Movies and television shows often depict the United States government as a technically-advanced entity, capable of handling any problem with a carefully-considered and debated push of a button. However, the truth is far from inspiring: a recently released government report shows that many departments and agencies lack basic security controls for cloud computing, which could put a significant amount of information at risk. This revelation highlights the importance of proper cloud implementation and government cloud security in an ever-involving world.
The Office of Management and Budget (OMB) conducted a cloud security assessment, focusing on 11 “cybersecurity areas” within 24 federal agencies, such as risk management, response and reporting, and more. According to their investigation, which was outlined in the 2014 Federal Information Security Management Act (FISMA) report, 14 out of the 24 agencies lacked at least one major component of those programs. Moreover, at least three departments were found to be incapable of tracking and managing risks affecting virtual or cloud environments.
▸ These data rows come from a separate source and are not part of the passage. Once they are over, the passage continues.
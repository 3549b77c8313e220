// SPDX-License-Identifier: Apache-2.0
// Copyright 2025 Ankit Kumar Pandey

//! Process supervisor.
//!
//! Runs one client-against-server trial and leaves no child behind:
//! Idle → ServerStarting → ServerReady → ClientRunning → Draining → Terminated.
//! Both children are released on every path, including cancellation.

mod child;
mod readiness;
mod sweep;

pub use child::ManagedChild;
pub use readiness::{FixedDelay, ReadinessProbe, ServerInfo};
pub use sweep::StaleProcessSweep;

use std::process::ExitStatus;
use std::time::{Duration, Instant};

use async_trait::async_trait;

use crate::config::{ClientConfig, Config, ServerConfig};
use crate::error::{TrialFailure, ValidationError};
use crate::parser::OutputParser;
use crate::shutdown::Shutdown;
use crate::types::{CapturedOutput, ProcessRole, TrialOutcome};

/// Upper bound on waiting for pipe readers once a process is gone.
const OUTPUT_COLLECT_TIMEOUT: Duration = Duration::from_secs(2);

/// Phases of a single trial.
#[derive(Debug, Clone, Copy, PartialEq, Eq)]
pub enum TrialPhase {
    Idle,
    ServerStarting,
    ServerReady,
    ClientRunning,
    Draining,
    Terminated,
}

impl TrialPhase {
    pub const fn name(&self) -> &'static str {
        match self {
            Self::Idle => "Idle",
            Self::ServerStarting => "ServerStarting",
            Self::ServerReady => "ServerReady",
            Self::ClientRunning => "ClientRunning",
            Self::Draining => "Draining",
            Self::Terminated => "Terminated",
        }
    }
}

impl std::fmt::Display for TrialPhase {
    fn fmt(&self, f: &mut std::fmt::Formatter<'_>) -> std::fmt::Result {
        f.write_str(self.name())
    }
}

/// Everything one trial produced. Only `outcome` feeds the statistics; the
/// rest is diagnostics.
#[derive(Debug, Clone)]
pub struct TrialRecord {
    /// 1-based trial number.
    pub trial: u32,
    pub outcome: TrialOutcome,
    pub server_pid: Option<u32>,
    pub client_pid: Option<u32>,
    pub server_output: CapturedOutput,
    pub duration: Duration,
}

impl TrialRecord {
    /// A record for a trial that never got as far as spawning anything.
    pub fn without_processes(trial: u32, outcome: TrialOutcome, duration: Duration) -> Self {
        Self {
            trial,
            outcome,
            server_pid: None,
            client_pid: None,
            server_output: CapturedOutput::default(),
            duration,
        }
    }
}

/// Executes one trial at a time on behalf of the trial loop.
#[async_trait]
pub trait TrialExecutor: Send {
    async fn execute(&mut self, trial: u32) -> TrialRecord;

    /// Best-effort cleanup run once when the loop stops.
    async fn cleanup(&mut self) {}
}

/// What the client phase produced when the client exited by itself.
struct ClientRun {
    status: ExitStatus,
    output: CapturedOutput,
}

/// Production [`TrialExecutor`]: real server and client processes.
pub struct ProcessSupervisor {
    server: ServerConfig,
    client: ClientConfig,
    readiness: Box<dyn ReadinessProbe>,
    parser: Box<dyn OutputParser>,
    sweep: StaleProcessSweep,
    shutdown: Shutdown,
}

impl ProcessSupervisor {
    /// Build from validated configuration with the fixed warm-up delay
    /// policy and the configured parser anchors.
    pub fn new(config: &Config, shutdown: Shutdown) -> Result<Self, ValidationError> {
        let parser = config.output_parser()?;
        Ok(Self {
            server: config.server.clone(),
            client: config.client.clone(),
            readiness: Box::new(FixedDelay::new(config.server.warmup_delay)),
            parser: Box::new(parser),
            sweep: StaleProcessSweep::new(config.server.stale_process_pattern.clone()),
            shutdown,
        })
    }

    /// Replace the readiness policy.
    pub fn with_readiness(mut self, probe: impl ReadinessProbe + 'static) -> Self {
        self.readiness = Box::new(probe);
        self
    }

    /// Replace the output parser.
    pub fn with_parser(mut self, parser: impl OutputParser + 'static) -> Self {
        self.parser = Box::new(parser);
        self
    }

    fn enter(&self, trial: u32, phase: TrialPhase) {
        tracing::debug!(trial = trial, phase = %phase, "Trial phase");
    }

    /// Run one trial. Never returns with a live child.
    pub async fn run_trial(&self, trial: u32) -> TrialRecord {
        let started = Instant::now();
        self.enter(trial, TrialPhase::Idle);

        self.enter(trial, TrialPhase::ServerStarting);
        self.sweep.sweep_blocking().await;
        if self.shutdown.sleep(self.server.settle_delay).await {
            return TrialRecord::without_processes(
                trial,
                TrialOutcome::Failure(TrialFailure::Interrupted),
                started.elapsed(),
            );
        }

        tracing::info!(trial = trial, server = %self.server.path.display(), "Starting server");
        let mut server = match ManagedChild::spawn(
            ProcessRole::Server,
            &self.server.path,
            std::iter::empty::<&str>(),
        ) {
            Ok(server) => server,
            Err(failure) => {
                return TrialRecord::without_processes(
                    trial,
                    TrialOutcome::Failure(failure),
                    started.elapsed(),
                );
            }
        };

        let mut client: Option<ManagedChild> = None;
        let result = self.drive(trial, &mut server, &mut client).await;

        // Guaranteed release: both children are terminated and reaped
        // whatever `drive` returned.
        self.release(&mut server, client.as_mut()).await;
        self.enter(trial, TrialPhase::Terminated);

        let server_output = server.collect_output(OUTPUT_COLLECT_TIMEOUT).await;
        if !server_output.is_empty() {
            tracing::debug!(
                trial = trial,
                stdout = %server_output.stdout.trim_end(),
                stderr = %server_output.stderr.trim_end(),
                "Server output"
            );
        }

        let outcome = match result {
            Ok(run) => self.interpret(run),
            Err(failure) => Err(failure),
        };

        TrialRecord {
            trial,
            outcome: outcome.into(),
            server_pid: server.pid(),
            client_pid: client.as_ref().and_then(ManagedChild::pid),
            server_output,
            duration: started.elapsed(),
        }
    }

    /// ServerStarting through Draining. Any early return still goes through
    /// `release` in the caller.
    async fn drive(
        &self,
        trial: u32,
        server: &mut ManagedChild,
        client_slot: &mut Option<ManagedChild>,
    ) -> Result<ClientRun, TrialFailure> {
        let info = ServerInfo {
            pid: server.pid(),
            address: &self.client.server_address,
        };
        tracing::debug!(trial = trial, probe = self.readiness.name(), "Waiting for server readiness");
        tokio::select! {
            _ = self.readiness.wait_ready(info) => {}
            _ = self.shutdown.requested() => return Err(TrialFailure::Interrupted),
        }

        if let Some(status) = server.try_status() {
            let output = server.collect_output(OUTPUT_COLLECT_TIMEOUT).await;
            tracing::warn!(trial = trial, status = %status, "Server exited during warm-up");
            return Err(TrialFailure::UnexpectedExit {
                role: ProcessRole::Server,
                status: status.to_string(),
                output,
            });
        }
        self.enter(trial, TrialPhase::ServerReady);

        tracing::info!(
            trial = trial,
            client = %self.client.path.display(),
            address = %self.client.server_address,
            "Running client"
        );
        self.enter(trial, TrialPhase::ClientRunning);
        let client = client_slot.insert(ManagedChild::spawn(
            ProcessRole::Client,
            &self.client.path,
            [self.client.server_address.as_str()],
        )?);

        let status = tokio::select! {
            status = client.wait_timeout(self.client.timeout) => status,
            _ = self.shutdown.requested() => return Err(TrialFailure::Interrupted),
        };

        let Some(status) = status else {
            tracing::warn!(
                trial = trial,
                timeout_secs = self.client.timeout.as_secs(),
                "Client timed out, killing"
            );
            client.kill().await;
            let output = client.collect_output(OUTPUT_COLLECT_TIMEOUT).await;
            return Err(TrialFailure::Timeout {
                limit: self.client.timeout,
                output,
            });
        };
        let output = client.collect_output(OUTPUT_COLLECT_TIMEOUT).await;

        self.enter(trial, TrialPhase::Draining);
        // Interruption here only shortens the drain; the client result stands.
        if !self.shutdown.sleep(self.server.drain_delay).await
            && server.wait_timeout(self.server.drain_timeout).await.is_none()
        {
            tracing::debug!(trial = trial, "Server still running after drain timeout, killing");
            server.kill().await;
        }

        Ok(ClientRun { status, output })
    }

    /// Terminate and reap whatever is still alive.
    async fn release(&self, server: &mut ManagedChild, client: Option<&mut ManagedChild>) {
        if let Some(client) = client {
            client.terminate(self.server.terminate_grace).await;
        }
        server.terminate(self.server.terminate_grace).await;
    }

    fn interpret(&self, run: ClientRun) -> Result<crate::types::Measurement, TrialFailure> {
        let text = run.output.combined();
        match self.parser.parse(&text) {
            Ok(measurement) => Ok(measurement),
            Err(_) if !run.status.success() => Err(TrialFailure::UnexpectedExit {
                role: ProcessRole::Client,
                status: run.status.to_string(),
                output: run.output,
            }),
            Err(source) => Err(TrialFailure::Parse {
                source,
                output: run.output,
            }),
        }
    }
}

#[async_trait]
impl TrialExecutor for ProcessSupervisor {
    async fn execute(&mut self, trial: u32) -> TrialRecord {
        self.run_trial(trial).await
    }

    async fn cleanup(&mut self) {
        let swept = self.sweep.sweep_blocking().await;
        tracing::debug!(swept = swept, "Final stale process sweep");
    }
}
// SPDX-License-Identifier: Apache-2.0
// Copyright 2025 Ankit Kumar Pandey

//! Pairbench Core Library
//!
//! Repeatable client/server transfer benchmarks: supervises a server and a
//! client process per trial, parses the client's labeled report, and reduces
//! successful trials to descriptive statistics with a consistency verdict.

pub mod config;
pub mod error;
pub mod parser;
pub mod report;
pub mod shutdown;
pub mod stats;
pub mod supervisor;
pub mod trial;
pub mod types;

// Re-export commonly used types
pub use config::{BuildStep, Config, ConfigLoader};
pub use error::{
    BenchError, BenchResult, FailureKind, ParseError, PreconditionError, ReportError,
    TrialFailure, ValidationError,
};
pub use parser::{LabeledFieldParser, OutputParser, ParserPatterns};
pub use shutdown::{Shutdown, ShutdownTrigger};
pub use stats::{summarize, Consistency, MetricSummary, Statistics, Summary};
pub use supervisor::{ProcessSupervisor, TrialExecutor, TrialRecord};
pub use trial::{RunReport, TrialLoop, TrialObserver};
pub use types::{ExecutablePath, Measurement, ProcessRole, ResultSet, TrialOutcome};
To make matters worse, the OMB also found that the agencies lacked programs for managing cloud consultants and broker services, with at least three departments lacking a complete inventory of the contractor systems and services in the cloud. Additionally, six departments had cloud-based systems that were not compliant with various federal regulations. Some even resided in the public cloud, a major risk to government cloud security.
The news wasn’t all bad: the OMB noted that six cloud service providers had achieved Agency Authorizations under FedRAMP, the government’s risk management program for cloud services, while another four earned Provisional Authorizations under the same system. In all, a total of 81 cloud systems were found to be FedRAMP-compliant. However, the organization said that a number of issues currently threaten government cloud security, from failure to terminate or deactivate old accounts to detecting and removing unauthorized connections. As a result, the FISMA report stated that significant improvements need to be made in terms of federal government cybersecurity, especially as the Obama Administration continues a “cloud-first” policy. With this announcement, many government agencies will likely be investing in cloud assessment services and working to ensure that they are working appropriately with their cloud storage brokers. After all, our government cloud security is too important to leave vulnerable.